On January 29, the FMS started to monitor a new tropical depression that had developed to the northeast of Tahiti in French Polynesia during January 29. Over the next day the system subsequently moved south-eastwards and gradually developed further, before it was declared to be a Category 1 tropical cyclone and named Ursula by the FMS. Ursula subsequently gradually intensified and accelerated towards the south-east, as it got caught up in a westerly flow and passed through French Polynesia's Tuamotu Islands. During February 1, the system peaked as a Category 2 tropical cyclone with 10-minute wind speeds of 60 kn, before the NPMOC initiated advisories and designated Ursula as Tropical Cyclone 17P, with peak 1-minute wind speeds of 65 kn. Over the next day the system transitioned into an extratropical cyclone, before the remnants were last noted on February 5, while they were located around 4350 km to the southwest of Lima, Peru. In association with Tropical Cyclone Veli, Ursula brought significant waves which caused minor damages to three Tuamotuan islands of Mataiva, Rangiroa, Makatea. Mataiva was the worst hit island with 39 homes damaged, while roads and bridges were washed away. On Makatea island five houses were damaged while operations at Rangiroa's airstrip were disrupted, after coral and sand washed up onshore.

=== Tropical Cyclone Veli ===

On January 30, a tropical depression developed about 650 km to the northeast of Apia in Samoa. Over the next couple of days, the system moved eastwards while gradually developing further, with the NPMOC issuing a tropical cyclone formation alert on the system early on February 1. Later that day, the FMS named the system Veli as it had intensified into a Category 1 tropical cyclone, while it came under the influence of a mid-level trough of low pressure and moved south-eastwards. Later that day, the NPMOC started to issue warnings on the system and designated it as Tropical Cyclone 18P, after it had continued to organize and convection surrounding the system had increased. During that day, Veli continued to move towards the southeast while gradually intensifying, before early the next day the NPMOC reported that the system had peaked with 1-minute sustained wind speeds of 75 kn. Veli peaked as a Category 2 tropical cyclone early on February 2, with 10-minute sustained wind speeds of 55 kn. Over the next few days, the cyclone moved through French Polynesia's Tuamotu Islands, as it began to experience significant vertical wind shear and weakened into a depression. The system was subsequently monitored until it was last noted on February 4, about 1500 km to the northwest of Adamstown on the Pitcairn Islands. In conjunction with Tropical Cyclone Ursula, Veli brought significant waves to Tuamotu province and caused minor damage on the islands of Mataiva, Rangiroa and Makatea. Mataiva was the worst hit island, with roads and bridges washed away, and 39 homes damaged. On Makatea five houses were damaged while operations at Rangiroa's airstrip were disrupted after coral and sand washed onshore.

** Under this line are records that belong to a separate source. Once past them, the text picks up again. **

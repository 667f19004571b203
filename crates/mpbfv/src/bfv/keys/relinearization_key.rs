//! Relinearization for the BFV encryption scheme
//!
//! A relinearization key is a key switching key from s² to s. Applied to the
//! third part of a ciphertext after a multiplication, it yields a two-part
//! ciphertext encrypting the same plaintext under s.

use std::sync::Arc;

use crate::bfv::traits::TryConvertFrom;
use crate::bfv::{BfvParameters, Ciphertext, KeySwitchingKey, SecretKey};
use crate::proto::bfv::{
    KeySwitchingKey as KeySwitchingKeyProto, RelinearizationKey as RelinearizationKeyProto,
};
use crate::{Error, Result};
use mpbfv_math::rq::Representation;
use mpbfv_traits::{DeserializeParametrized, FheParametrized, Serialize};
use prost::Message;
use rand::{CryptoRng, RngCore};
use zeroize::Zeroizing;

/// A relinearization key, i.e. a key switching key from s² to s.
#[derive(Debug, PartialEq, Eq, Clone)]
pub struct RelinearizationKey {
    pub(crate) ksk: KeySwitchingKey,
}

impl RelinearizationKey {
    /// Generate a [`RelinearizationKey`] from a [`SecretKey`].
    pub fn new<R: RngCore + CryptoRng>(sk: &SecretKey, rng: &mut R) -> Result<Self> {
        let s = sk.to_poly()?;
        let mut s2 = Zeroizing::new(s.as_ref() * s.as_ref());
        s2.change_representation(Representation::PowerBasis);
        let ksk = KeySwitchingKey::new(sk, &s2, rng)?;
        Ok(Self { ksk })
    }

    /// Relinearize an "extended" ciphertext (c₀, c₁, c₂) into a [`Ciphertext`]
    pub fn relinearizes(&self, ct: &mut Ciphertext) -> Result<()> {
        if ct.c.len() != 3 {
            return Err(Error::DefaultError(
                "Only supports relinearization of ciphertext with 3 parts".to_string(),
            ));
        }
        if ct.par != self.ksk.par {
            return Err(Error::DefaultError(
                "Incompatible BFV parameters".to_string(),
            ));
        }

        let c2 = ct.c[2].to_representation(Representation::PowerBasis);
        let (c0, c1) = self.ksk.key_switch(&c2)?;
        ct.c[0] += &c0;
        ct.c[1] += &c1;
        ct.c.truncate(2);
        Ok(())
    }

    /// Returns the parameters of the key.
    pub fn parameters(&self) -> &Arc<BfvParameters> {
        &self.ksk.par
    }
}

impl From<&RelinearizationKey> for RelinearizationKeyProto {
    fn from(value: &RelinearizationKey) -> Self {
        RelinearizationKeyProto {
            ksk: Some(KeySwitchingKeyProto::from(&value.ksk)),
        }
    }
}

impl TryConvertFrom<&RelinearizationKeyProto> for RelinearizationKey {
    fn try_convert_from(value: &RelinearizationKeyProto, par: &Arc<BfvParameters>) -> Result<Self> {
        let ksk = value
            .ksk
            .as_ref()
            .ok_or_else(|| Error::DefaultError("Invalid serialization".to_string()))?;
        Ok(RelinearizationKey {
            ksk: KeySwitchingKey::try_convert_from(ksk, par)?,
        })
    }
}

impl Serialize for RelinearizationKey {
    fn to_bytes(&self) -> Vec<u8> {
        RelinearizationKeyProto::from(self).encode_to_vec()
    }
}

impl FheParametrized for RelinearizationKey {
    type Parameters = BfvParameters;
}

impl DeserializeParametrized for RelinearizationKey {
    type Error = Error;

    fn from_bytes(bytes: &[u8], par: &Arc<Self::Parameters>) -> Result<Self> {
        let rk: RelinearizationKeyProto =
            Message::decode(bytes).map_err(|_| Error::SerializationError)?;
        RelinearizationKey::try_convert_from(&rk, par)
    }
}

#[cfg(test)]
mod tests {
    use super::RelinearizationKey;
    use crate::bfv::{BfvParameters, Ciphertext, SecretKey};
    use mpbfv_math::rq::{Poly, Representation};
    use mpbfv_traits::{DeserializeParametrized, FheDecrypter, Serialize};
    use rand::thread_rng;
    use std::error::Error;

    #[test]
    fn relinearization() -> Result<(), Box<dyn Error>> {
        let mut rng = thread_rng();
        let params = BfvParameters::default_arc(4, 16);
        for _ in 0..20 {
            let sk = SecretKey::random(&params, &mut rng)?;
            let rk = RelinearizationKey::new(&sk, &mut rng)?;

            // Encrypt zero in a 3-part ciphertext: c0 = -c1 * s - c2 * s^2 + e.
            let s = sk.to_poly()?;
            let c1 = Poly::random(params.ctx(), Representation::Ntt, &mut rng);
            let c2 = Poly::random(params.ctx(), Representation::Ntt, &mut rng);
            let mut c0 = Poly::small(params.ctx(), Representation::Ntt, 16, &mut rng)?;
            c0 -= &(&c1 * s.as_ref());
            c0 -= &(&(&c2 * s.as_ref()) * s.as_ref());
            let mut ct = Ciphertext::new(vec![c0, c1, c2], &params)?;

            let pt = sk.try_decrypt(&ct)?;
            assert!(pt.value().iter().all(|v| *v == 0));

            rk.relinearizes(&mut ct)?;
            assert_eq!(ct.c.len(), 2);
            let pt = sk.try_decrypt(&ct)?;
            assert!(pt.value().iter().all(|v| *v == 0));

            assert!(rk.relinearizes(&mut ct).is_err());
        }
        Ok(())
    }

    #[test]
    fn serialize() -> Result<(), Box<dyn Error>> {
        let mut rng = thread_rng();
        let params = BfvParameters::default_arc(4, 16);
        let sk = SecretKey::random(&params, &mut rng)?;
        let rk = RelinearizationKey::new(&sk, &mut rng)?;
        let bytes = rk.to_bytes();
        assert_eq!(rk, RelinearizationKey::from_bytes(&bytes, &params)?);
        Ok(())
    }
}
//! Galois keys for the BFV encryption scheme

use crate::bfv::{traits::TryConvertFrom, BfvParameters, Ciphertext, KeySwitchingKey, SecretKey};
use crate::proto::bfv::{GaloisKey as GaloisKeyProto, KeySwitchingKey as KeySwitchingKeyProto};
use crate::{Error, Result};
use mpbfv_math::rq::{
    traits::TryConvertFrom as TryConvertFromPoly, Poly, Representation, SubstitutionExponent,
};
use rand::{CryptoRng, RngCore};
use std::sync::Arc;
use zeroize::Zeroizing;

/// Galois key for the BFV encryption scheme.
/// A Galois key is a special type of key switching key,
/// which switch from `s(x^i)` to `s(x)` where `s(x)` is the secret key.
#[derive(Debug, PartialEq, Eq, Clone)]
pub struct GaloisKey {
    pub(crate) element: SubstitutionExponent,
    pub(crate) ksk: KeySwitchingKey,
}

impl GaloisKey {
    /// Generate a [`GaloisKey`] from a [`SecretKey`].
    pub fn new<R: RngCore + CryptoRng>(
        sk: &SecretKey,
        exponent: usize,
        rng: &mut R,
    ) -> Result<Self> {
        let element = SubstitutionExponent::new(&sk.par.ctx, exponent)?;
        let s_sub = Self::substituted_secret(sk, &element)?;
        let ksk = KeySwitchingKey::new(sk, &s_sub, rng)?;
        Ok(Self { element, ksk })
    }

    /// Returns s(x^i) in power basis representation.
    pub(crate) fn substituted_secret(
        sk: &SecretKey,
        element: &SubstitutionExponent,
    ) -> Result<Zeroizing<Poly>> {
        let s = Zeroizing::new(Poly::try_convert_from(
            sk.coeffs.as_ref(),
            &sk.par.ctx,
            Representation::PowerBasis,
        )?);
        Ok(Zeroizing::new(s.substitute(element)?))
    }

    /// Relinearize a [`Ciphertext`] using the [`GaloisKey`], i.e. apply the
    /// substitution x -> x^i to the encrypted plaintext.
    pub fn relinearize(&self, ct: &Ciphertext) -> Result<Ciphertext> {
        if ct.c.len() != 2 {
            return Err(Error::TooManyValues(ct.c.len(), 2));
        }
        if ct.par != self.ksk.par {
            return Err(Error::DefaultError(
                "Incompatible BFV parameters".to_string(),
            ));
        }

        let c0 = ct.c[0].to_representation(Representation::PowerBasis);
        let mut c0 = c0.substitute(&self.element)?;
        c0.change_representation(Representation::Ntt);
        let c1 = ct.c[1]
            .to_representation(Representation::PowerBasis)
            .substitute(&self.element)?;

        let (d0, d1) = self.ksk.key_switch(&c1)?;
        c0 += &d0;

        let mut out = Ciphertext::new(vec![c0, d1], &ct.par)?;
        out.depth = ct.depth;
        Ok(out)
    }
}

impl From<&GaloisKey> for GaloisKeyProto {
    fn from(value: &GaloisKey) -> Self {
        GaloisKeyProto {
            ksk: Some(KeySwitchingKeyProto::from(&value.ksk)),
            exponent: value.element.exponent as u32,
        }
    }
}

impl TryConvertFrom<&GaloisKeyProto> for GaloisKey {
    fn try_convert_from(value: &GaloisKeyProto, par: &Arc<BfvParameters>) -> Result<Self> {
        let ksk = value
            .ksk
            .as_ref()
            .ok_or_else(|| Error::DefaultError("Invalid serialization".to_string()))?;
        Ok(GaloisKey {
            element: SubstitutionExponent::new(&par.ctx, value.exponent as usize)?,
            ksk: KeySwitchingKey::try_convert_from(ksk, par)?,
        })
    }
}

#[cfg(test)]
mod tests {
    use super::GaloisKey;
    use crate::bfv::{BfvParameters, Encoding, Plaintext, SecretKey};
    use mpbfv_traits::{FheDecoder, FheDecrypter, FheEncoder, FheEncrypter};
    use rand::thread_rng;
    use std::error::Error;

    #[test]
    fn relinearization() -> Result<(), Box<dyn Error>> {
        let mut rng = thread_rng();
        let params = BfvParameters::default_arc(4, 16);
        let n = params.degree();
        for _ in 0..10 {
            let sk = SecretKey::random(&params, &mut rng)?;
            let v = params.plaintext.random_vec(n, &mut rng);
            let pt = Plaintext::try_encode(&v, Encoding::poly(), &params)?;
            let ct = sk.try_encrypt(&pt, &mut rng)?;

            for exponent in [3, 2 * n - 1] {
                let gk = GaloisKey::new(&sk, exponent, &mut rng)?;
                let ct2 = gk.relinearize(&ct)?;
                let pt2 = sk.try_decrypt(&ct2)?;
                let w = Vec::<u64>::try_decode(&pt2, Encoding::poly())?;

                // The coefficient j of m(x) lands on x^(j * exponent mod 2n).
                let mut expected = vec![0u64; n];
                for (j, vj) in v.iter().enumerate() {
                    let index = (j * exponent) % (2 * n);
                    if index < n {
                        expected[index] = *vj;
                    } else {
                        expected[index - n] = params.plaintext.neg(*vj);
                    }
                }
                assert_eq!(w, expected);
            }
        }
        Ok(())
    }

    #[test]
    fn even_exponent() -> Result<(), Box<dyn Error>> {
        let mut rng = thread_rng();
        let params = BfvParameters::default_arc(4, 16);
        let sk = SecretKey::random(&params, &mut rng)?;
        assert!(GaloisKey::new(&sk, 2, &mut rng).is_err());
        Ok(())
    }
}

=== Tropical Cyclone Wes ===

On January 31, the FMS reported that a tropical depression had developed within the South Pacific Convergence Zone, about 230 km to the northwest of the American Samoan island of Apia. During that day the depression moved slowly eastwards and intensified further, before it was named Wes by the FMS, after it had developed into a Category 1 tropical cyclone during February 1. The NPMOC subsequently designated it as Tropical Cyclone 19P and initiated advisories later that day, with them estimating that the system had 1-minute sustained wind speeds of 50 kn. The system subsequently continued to move eastwards and passed about 95 km to the south of the Cook Island: Nassau. During February 3, the FMS reported that the system had peaked, with 10-minute sustained wind speeds of 45 kn which made it a category 2 tropical cyclone on the Australian scale. Later that day the system subsequently started to rapidly weaken as it moved into an area of higher vertical wind shear and interacted with the westerlies. The system was subsequently last noted during February 5, while located about 400 km to the east of Papeete, on the island of Tahiti, French Polynesia. The system did not directly affect any inhabited islands, while there was no damage reported on Suwarrow from the system. However, 10 people were killed on the French Polynesian island of Tahaa, after two days of heavy rain associated with Wes caused a landslide during February 6.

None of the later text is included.